▶ [AIM OF THE EXERCISE] Only the lines of the data below from the one with "pub fn parse_theme_css(css: &str, selectors: &BlockSelectors)" through the one with "pub fn parse_mode(declarations: &Declarations)" are wanted. Repeat them exactly.
=== Begin Enclosure ===
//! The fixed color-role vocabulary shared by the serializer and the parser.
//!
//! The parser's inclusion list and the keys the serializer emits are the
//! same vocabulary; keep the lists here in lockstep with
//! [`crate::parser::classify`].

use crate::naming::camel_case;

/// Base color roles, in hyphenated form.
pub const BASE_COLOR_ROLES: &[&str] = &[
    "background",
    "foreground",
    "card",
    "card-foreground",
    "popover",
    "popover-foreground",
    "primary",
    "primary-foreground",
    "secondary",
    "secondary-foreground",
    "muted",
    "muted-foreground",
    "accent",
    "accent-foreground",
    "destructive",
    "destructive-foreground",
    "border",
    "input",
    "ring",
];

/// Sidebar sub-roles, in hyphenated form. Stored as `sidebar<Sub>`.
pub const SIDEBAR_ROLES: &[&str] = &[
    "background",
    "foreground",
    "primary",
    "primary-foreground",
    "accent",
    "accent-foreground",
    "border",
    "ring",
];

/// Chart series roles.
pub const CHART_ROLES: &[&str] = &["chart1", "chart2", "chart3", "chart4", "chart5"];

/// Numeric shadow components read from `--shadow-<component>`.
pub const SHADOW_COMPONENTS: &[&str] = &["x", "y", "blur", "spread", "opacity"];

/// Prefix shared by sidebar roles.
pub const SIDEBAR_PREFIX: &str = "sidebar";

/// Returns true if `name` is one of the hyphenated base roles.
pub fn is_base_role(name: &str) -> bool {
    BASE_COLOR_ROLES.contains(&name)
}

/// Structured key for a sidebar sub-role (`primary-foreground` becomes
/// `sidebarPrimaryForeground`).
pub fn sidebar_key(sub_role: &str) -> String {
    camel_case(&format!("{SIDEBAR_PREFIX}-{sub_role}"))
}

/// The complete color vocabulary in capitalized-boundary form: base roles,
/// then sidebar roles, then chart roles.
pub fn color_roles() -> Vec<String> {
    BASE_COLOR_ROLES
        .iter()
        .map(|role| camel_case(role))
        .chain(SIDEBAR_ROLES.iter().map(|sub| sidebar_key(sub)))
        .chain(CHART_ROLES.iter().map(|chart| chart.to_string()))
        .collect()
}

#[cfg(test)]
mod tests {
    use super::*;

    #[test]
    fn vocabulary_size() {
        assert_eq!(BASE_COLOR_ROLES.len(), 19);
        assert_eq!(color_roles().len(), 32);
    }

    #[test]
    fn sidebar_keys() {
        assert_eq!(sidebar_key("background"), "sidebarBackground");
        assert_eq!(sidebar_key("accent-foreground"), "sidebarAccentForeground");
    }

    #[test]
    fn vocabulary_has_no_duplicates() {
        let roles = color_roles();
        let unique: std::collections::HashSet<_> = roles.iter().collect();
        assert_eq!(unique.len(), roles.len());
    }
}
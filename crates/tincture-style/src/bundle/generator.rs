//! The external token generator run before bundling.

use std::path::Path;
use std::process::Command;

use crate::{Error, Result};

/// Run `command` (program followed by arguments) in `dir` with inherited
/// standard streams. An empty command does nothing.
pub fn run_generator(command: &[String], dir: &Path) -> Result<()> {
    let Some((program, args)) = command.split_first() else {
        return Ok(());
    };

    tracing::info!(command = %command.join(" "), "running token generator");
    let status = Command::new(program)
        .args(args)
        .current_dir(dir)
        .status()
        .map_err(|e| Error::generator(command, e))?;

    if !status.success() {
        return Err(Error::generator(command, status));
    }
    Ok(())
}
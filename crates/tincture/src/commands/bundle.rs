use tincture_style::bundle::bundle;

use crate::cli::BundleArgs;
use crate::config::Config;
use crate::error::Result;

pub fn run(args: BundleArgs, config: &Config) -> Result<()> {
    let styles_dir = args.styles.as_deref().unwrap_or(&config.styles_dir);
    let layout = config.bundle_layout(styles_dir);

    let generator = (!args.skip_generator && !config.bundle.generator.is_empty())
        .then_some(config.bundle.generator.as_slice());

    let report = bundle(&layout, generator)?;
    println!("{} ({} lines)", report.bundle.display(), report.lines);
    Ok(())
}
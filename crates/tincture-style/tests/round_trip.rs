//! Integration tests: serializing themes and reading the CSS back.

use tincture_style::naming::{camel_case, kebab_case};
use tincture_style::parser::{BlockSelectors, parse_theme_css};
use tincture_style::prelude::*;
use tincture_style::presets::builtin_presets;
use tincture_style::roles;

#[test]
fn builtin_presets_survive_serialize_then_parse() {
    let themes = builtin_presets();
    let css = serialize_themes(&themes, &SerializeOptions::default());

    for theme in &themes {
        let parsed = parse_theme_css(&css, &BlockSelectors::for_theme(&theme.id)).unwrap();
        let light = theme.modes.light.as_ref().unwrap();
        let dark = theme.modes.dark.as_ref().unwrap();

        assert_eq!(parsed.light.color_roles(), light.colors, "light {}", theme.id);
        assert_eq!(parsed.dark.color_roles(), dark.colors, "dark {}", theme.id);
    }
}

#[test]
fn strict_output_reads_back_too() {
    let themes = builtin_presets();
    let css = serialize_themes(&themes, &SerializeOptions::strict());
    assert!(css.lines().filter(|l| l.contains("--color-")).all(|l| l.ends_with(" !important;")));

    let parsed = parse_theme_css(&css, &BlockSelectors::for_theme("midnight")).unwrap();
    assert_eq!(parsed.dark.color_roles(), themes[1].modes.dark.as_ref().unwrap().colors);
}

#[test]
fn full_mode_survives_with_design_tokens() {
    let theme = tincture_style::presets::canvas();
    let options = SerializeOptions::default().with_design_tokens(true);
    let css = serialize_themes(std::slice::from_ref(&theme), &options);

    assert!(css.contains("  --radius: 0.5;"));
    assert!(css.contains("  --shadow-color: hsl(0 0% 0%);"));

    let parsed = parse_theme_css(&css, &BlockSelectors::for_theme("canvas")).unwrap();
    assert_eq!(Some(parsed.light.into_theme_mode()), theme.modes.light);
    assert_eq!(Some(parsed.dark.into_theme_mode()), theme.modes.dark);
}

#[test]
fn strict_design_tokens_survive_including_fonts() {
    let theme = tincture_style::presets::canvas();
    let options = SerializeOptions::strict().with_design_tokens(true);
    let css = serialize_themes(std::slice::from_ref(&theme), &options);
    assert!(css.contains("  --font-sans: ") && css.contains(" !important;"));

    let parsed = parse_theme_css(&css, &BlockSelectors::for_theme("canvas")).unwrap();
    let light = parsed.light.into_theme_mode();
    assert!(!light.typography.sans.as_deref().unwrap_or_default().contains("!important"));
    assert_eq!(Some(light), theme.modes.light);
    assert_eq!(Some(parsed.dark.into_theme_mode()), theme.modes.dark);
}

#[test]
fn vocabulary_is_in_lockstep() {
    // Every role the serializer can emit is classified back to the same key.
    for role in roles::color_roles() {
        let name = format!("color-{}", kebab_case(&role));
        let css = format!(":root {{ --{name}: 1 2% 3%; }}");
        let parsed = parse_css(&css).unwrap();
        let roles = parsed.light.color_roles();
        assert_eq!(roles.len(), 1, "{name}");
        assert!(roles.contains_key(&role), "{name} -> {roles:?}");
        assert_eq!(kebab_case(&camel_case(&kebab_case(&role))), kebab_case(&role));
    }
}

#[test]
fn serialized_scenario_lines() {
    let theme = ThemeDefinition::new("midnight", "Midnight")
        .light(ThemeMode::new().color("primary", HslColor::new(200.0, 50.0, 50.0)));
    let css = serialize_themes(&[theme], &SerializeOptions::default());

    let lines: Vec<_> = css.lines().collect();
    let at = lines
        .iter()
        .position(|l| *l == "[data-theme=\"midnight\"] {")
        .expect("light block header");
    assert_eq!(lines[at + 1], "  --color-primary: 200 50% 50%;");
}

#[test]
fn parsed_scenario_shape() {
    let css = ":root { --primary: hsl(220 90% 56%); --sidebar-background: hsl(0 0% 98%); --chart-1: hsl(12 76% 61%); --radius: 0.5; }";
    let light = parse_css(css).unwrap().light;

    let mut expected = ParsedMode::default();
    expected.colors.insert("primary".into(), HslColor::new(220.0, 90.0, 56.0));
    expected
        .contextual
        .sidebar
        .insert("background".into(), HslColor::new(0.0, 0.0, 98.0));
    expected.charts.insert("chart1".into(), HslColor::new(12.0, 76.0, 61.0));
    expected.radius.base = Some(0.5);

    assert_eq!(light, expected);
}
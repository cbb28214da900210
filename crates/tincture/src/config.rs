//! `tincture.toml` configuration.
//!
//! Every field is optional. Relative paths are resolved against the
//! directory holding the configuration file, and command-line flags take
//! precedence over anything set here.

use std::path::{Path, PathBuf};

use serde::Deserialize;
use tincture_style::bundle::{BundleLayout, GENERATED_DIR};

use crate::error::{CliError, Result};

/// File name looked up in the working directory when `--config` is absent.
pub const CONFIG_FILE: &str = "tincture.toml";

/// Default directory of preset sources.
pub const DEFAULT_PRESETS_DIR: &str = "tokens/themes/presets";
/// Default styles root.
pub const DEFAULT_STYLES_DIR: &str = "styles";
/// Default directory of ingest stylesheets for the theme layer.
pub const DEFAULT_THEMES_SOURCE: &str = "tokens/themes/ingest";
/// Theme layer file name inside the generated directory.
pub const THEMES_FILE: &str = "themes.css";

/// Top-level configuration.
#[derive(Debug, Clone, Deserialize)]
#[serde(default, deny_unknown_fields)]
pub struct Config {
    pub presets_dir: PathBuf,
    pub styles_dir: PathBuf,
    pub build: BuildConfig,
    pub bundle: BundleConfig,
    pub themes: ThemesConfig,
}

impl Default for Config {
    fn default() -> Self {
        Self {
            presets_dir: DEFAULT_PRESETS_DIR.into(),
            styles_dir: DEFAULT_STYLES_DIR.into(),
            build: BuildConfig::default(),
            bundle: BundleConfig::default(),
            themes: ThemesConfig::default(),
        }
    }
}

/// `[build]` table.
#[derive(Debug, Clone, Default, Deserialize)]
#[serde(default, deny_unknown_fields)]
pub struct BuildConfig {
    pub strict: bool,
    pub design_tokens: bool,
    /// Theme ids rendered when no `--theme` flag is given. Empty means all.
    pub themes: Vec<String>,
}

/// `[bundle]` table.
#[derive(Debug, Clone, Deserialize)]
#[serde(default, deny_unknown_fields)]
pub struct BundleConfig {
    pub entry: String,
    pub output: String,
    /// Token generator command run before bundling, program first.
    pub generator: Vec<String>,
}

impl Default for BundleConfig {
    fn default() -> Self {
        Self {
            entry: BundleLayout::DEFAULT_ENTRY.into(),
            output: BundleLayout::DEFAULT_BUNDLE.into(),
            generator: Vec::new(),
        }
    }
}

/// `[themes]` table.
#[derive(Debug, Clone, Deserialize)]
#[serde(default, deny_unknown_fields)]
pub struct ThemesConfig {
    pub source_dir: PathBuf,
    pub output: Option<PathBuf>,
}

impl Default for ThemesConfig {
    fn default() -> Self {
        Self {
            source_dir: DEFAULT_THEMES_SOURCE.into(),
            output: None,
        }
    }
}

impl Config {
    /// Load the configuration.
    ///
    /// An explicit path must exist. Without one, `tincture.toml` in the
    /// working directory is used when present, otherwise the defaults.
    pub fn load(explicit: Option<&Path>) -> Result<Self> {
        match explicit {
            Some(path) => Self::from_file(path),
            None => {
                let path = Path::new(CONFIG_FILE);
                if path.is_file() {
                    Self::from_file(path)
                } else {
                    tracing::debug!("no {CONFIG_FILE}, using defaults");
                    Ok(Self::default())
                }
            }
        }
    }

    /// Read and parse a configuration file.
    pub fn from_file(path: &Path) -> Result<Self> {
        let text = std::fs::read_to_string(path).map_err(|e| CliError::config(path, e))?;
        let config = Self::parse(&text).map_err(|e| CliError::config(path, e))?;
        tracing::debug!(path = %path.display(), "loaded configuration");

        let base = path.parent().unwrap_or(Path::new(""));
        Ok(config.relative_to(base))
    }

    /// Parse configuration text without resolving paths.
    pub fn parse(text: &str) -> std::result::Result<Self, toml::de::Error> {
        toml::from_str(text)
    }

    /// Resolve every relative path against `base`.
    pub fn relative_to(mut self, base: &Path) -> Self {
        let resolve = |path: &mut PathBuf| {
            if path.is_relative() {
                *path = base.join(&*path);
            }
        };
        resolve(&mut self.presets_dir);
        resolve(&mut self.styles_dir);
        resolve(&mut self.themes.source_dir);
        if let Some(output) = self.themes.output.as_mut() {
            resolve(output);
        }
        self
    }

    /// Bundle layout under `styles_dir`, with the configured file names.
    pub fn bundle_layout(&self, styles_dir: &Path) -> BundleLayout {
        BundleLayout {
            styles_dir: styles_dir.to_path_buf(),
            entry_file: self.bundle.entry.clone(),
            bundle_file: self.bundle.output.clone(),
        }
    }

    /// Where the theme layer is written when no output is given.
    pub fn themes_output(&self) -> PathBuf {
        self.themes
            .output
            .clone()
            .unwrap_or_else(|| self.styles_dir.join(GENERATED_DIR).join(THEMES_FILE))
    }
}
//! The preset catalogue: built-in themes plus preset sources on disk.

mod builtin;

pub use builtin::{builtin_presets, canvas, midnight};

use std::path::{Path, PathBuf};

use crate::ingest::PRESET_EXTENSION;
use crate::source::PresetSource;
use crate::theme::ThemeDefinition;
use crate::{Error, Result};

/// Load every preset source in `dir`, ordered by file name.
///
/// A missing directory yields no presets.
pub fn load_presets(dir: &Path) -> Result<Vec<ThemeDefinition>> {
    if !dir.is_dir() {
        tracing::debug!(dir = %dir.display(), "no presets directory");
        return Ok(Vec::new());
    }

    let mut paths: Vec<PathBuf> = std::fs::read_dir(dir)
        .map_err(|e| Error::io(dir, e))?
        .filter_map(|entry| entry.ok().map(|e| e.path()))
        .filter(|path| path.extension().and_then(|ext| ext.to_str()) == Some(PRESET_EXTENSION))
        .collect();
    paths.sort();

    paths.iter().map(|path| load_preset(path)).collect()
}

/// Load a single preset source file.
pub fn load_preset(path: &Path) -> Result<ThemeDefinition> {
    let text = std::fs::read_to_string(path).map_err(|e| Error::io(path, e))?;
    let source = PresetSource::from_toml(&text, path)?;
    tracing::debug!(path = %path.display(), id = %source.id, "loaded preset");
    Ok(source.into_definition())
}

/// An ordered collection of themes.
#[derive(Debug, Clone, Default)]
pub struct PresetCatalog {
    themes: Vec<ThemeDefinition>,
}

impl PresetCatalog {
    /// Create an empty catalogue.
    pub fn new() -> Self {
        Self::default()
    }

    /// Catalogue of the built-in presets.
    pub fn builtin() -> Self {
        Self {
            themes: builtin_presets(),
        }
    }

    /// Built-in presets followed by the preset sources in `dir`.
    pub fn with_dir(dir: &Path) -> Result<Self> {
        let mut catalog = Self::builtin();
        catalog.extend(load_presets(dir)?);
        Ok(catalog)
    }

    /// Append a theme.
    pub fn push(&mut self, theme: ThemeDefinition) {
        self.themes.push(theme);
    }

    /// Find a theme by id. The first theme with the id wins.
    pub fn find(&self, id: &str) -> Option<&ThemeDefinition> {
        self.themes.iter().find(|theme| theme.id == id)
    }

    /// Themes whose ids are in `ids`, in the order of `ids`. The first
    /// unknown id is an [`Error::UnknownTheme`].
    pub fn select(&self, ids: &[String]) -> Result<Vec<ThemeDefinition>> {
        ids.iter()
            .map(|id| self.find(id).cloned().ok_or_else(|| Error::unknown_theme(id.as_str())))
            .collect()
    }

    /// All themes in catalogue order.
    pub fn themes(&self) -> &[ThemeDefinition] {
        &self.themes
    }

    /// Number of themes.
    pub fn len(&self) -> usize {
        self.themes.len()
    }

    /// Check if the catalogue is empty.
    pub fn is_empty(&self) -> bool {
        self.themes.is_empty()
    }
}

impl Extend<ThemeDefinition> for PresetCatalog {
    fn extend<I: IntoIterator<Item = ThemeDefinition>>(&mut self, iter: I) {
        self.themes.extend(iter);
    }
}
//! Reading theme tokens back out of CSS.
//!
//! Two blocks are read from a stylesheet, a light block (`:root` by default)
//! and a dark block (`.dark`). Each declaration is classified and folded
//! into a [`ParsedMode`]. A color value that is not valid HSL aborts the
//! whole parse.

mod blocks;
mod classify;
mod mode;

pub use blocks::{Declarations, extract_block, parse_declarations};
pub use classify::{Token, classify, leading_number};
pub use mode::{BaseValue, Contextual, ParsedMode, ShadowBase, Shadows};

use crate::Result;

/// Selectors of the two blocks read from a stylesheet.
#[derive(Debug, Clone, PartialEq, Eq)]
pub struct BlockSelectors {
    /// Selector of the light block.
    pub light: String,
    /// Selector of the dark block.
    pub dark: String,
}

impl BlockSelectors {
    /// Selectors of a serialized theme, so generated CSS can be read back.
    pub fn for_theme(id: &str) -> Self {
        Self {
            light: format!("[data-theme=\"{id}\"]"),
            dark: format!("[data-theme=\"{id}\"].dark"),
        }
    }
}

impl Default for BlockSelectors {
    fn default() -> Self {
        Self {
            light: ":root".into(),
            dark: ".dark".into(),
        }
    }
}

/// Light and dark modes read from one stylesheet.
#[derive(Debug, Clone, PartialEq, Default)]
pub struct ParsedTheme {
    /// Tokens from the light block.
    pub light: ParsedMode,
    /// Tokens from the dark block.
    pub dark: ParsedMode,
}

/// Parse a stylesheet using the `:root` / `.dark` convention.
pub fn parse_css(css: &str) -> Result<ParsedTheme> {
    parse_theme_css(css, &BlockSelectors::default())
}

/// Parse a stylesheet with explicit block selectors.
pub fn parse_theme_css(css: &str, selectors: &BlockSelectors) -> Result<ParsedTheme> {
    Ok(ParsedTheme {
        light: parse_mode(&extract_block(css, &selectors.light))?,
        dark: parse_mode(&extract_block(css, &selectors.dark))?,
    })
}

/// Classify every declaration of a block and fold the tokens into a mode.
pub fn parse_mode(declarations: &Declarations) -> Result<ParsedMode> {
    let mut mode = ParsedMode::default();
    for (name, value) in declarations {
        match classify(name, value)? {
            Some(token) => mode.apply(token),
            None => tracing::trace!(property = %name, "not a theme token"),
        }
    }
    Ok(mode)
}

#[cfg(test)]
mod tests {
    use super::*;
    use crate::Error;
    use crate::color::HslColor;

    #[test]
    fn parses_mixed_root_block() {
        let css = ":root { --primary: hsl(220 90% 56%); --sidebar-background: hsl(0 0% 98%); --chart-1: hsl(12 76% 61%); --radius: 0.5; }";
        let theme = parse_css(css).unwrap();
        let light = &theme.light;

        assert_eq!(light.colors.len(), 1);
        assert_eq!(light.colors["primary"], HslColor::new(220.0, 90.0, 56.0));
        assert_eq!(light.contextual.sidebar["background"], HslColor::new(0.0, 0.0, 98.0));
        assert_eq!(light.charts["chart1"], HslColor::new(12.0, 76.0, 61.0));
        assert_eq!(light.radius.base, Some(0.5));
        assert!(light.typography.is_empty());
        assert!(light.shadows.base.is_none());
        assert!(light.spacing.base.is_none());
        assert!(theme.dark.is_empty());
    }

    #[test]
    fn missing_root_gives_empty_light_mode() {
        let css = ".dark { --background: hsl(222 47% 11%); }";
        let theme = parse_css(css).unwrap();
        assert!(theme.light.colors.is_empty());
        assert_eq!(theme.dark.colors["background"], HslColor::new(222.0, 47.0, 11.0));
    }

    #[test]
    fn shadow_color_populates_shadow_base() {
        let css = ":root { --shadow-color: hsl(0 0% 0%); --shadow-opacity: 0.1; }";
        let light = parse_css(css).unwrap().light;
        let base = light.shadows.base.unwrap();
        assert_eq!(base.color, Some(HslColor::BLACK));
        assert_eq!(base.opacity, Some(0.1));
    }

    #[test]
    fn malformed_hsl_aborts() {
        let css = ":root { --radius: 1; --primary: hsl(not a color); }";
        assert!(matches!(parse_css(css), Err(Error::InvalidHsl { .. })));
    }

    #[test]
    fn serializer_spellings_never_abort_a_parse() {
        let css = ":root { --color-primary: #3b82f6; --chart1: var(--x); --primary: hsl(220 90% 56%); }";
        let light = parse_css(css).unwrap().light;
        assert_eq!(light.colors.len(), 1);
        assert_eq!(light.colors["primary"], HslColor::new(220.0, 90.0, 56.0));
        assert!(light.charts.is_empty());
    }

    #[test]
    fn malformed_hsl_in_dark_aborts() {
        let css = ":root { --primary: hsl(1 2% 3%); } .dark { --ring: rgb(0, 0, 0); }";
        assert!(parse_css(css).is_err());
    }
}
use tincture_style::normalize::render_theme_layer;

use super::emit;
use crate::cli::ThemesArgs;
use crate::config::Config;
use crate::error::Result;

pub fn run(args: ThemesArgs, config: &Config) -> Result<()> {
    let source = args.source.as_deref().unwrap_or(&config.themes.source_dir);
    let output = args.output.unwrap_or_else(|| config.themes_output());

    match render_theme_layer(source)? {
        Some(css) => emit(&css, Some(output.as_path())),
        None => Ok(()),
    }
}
=== End Enclosure ===
▶ [RESULT FOR THIS EXERCISE]
pub fn parse_theme_css(css: &str, selectors: &BlockSelectors) -> Result<ParsedTheme> {
    Ok(ParsedTheme {
        light: parse_mode(&extract_block(css, &selectors.light))?,
        dark: parse_mode(&extract_block(css, &selectors.dark))?,
    })
}

/// Classify every declaration of a block and fold the tokens into a mode.
pub fn parse_mode(declarations: &Declarations) -> Result<ParsedMode> {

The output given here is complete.